• **Dataset entries**:
........
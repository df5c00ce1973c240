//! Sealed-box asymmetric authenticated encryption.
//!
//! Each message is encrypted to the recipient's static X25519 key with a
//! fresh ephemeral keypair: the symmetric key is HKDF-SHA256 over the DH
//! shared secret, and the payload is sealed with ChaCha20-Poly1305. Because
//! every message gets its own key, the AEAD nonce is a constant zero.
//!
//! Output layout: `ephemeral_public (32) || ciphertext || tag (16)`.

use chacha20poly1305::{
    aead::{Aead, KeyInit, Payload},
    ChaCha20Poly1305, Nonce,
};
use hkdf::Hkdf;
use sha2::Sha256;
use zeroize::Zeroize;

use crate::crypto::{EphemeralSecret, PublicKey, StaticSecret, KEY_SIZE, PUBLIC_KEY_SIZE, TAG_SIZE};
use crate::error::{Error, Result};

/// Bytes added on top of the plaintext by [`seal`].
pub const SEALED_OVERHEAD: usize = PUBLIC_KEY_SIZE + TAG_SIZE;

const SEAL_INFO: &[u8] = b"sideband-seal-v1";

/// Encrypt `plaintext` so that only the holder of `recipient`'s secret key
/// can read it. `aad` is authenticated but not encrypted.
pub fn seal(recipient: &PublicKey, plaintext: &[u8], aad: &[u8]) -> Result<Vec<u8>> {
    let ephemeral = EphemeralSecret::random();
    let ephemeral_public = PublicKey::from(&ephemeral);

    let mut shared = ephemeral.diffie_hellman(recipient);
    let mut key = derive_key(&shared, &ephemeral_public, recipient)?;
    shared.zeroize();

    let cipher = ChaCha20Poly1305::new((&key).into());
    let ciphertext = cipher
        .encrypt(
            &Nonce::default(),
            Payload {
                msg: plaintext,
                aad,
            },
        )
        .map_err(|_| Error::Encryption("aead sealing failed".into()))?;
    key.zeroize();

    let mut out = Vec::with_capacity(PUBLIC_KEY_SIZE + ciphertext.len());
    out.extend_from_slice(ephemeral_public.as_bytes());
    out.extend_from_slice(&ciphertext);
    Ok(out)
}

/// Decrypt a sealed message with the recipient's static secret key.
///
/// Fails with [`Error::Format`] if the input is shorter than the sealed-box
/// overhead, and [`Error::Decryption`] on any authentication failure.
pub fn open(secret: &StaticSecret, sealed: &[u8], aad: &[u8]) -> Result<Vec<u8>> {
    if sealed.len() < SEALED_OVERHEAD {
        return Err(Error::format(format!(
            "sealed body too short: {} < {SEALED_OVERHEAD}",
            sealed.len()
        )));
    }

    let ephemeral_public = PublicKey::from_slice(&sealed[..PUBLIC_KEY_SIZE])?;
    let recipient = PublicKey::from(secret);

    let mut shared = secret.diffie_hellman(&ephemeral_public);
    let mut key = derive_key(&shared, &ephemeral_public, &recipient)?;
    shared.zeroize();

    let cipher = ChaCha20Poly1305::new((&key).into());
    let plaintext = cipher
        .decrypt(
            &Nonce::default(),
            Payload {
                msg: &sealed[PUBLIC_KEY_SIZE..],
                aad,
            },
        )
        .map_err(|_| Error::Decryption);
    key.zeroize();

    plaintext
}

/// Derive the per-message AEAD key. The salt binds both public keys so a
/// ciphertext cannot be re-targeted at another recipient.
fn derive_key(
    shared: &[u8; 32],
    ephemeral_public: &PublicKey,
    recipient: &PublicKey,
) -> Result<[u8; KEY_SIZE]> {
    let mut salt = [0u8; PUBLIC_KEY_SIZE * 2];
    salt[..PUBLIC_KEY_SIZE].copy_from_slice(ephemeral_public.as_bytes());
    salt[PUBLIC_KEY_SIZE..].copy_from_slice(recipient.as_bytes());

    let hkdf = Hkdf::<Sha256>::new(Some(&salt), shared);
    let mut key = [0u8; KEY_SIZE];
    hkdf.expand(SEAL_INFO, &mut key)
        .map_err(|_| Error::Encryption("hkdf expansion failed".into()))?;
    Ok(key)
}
........
• **Your instructions**:
All lines from the top of the data through the line containing "over the DH" need to be retyped exactly, and nothing more.

• **Result for this exercise**:
repository df5c00ce1973c240
//! Sealed-box asymmetric authenticated encryption.
//!
//! Each message is encrypted to the recipient's static X25519 key with a
//! fresh ephemeral keypair: the symmetric key is HKDF-SHA256 over the DH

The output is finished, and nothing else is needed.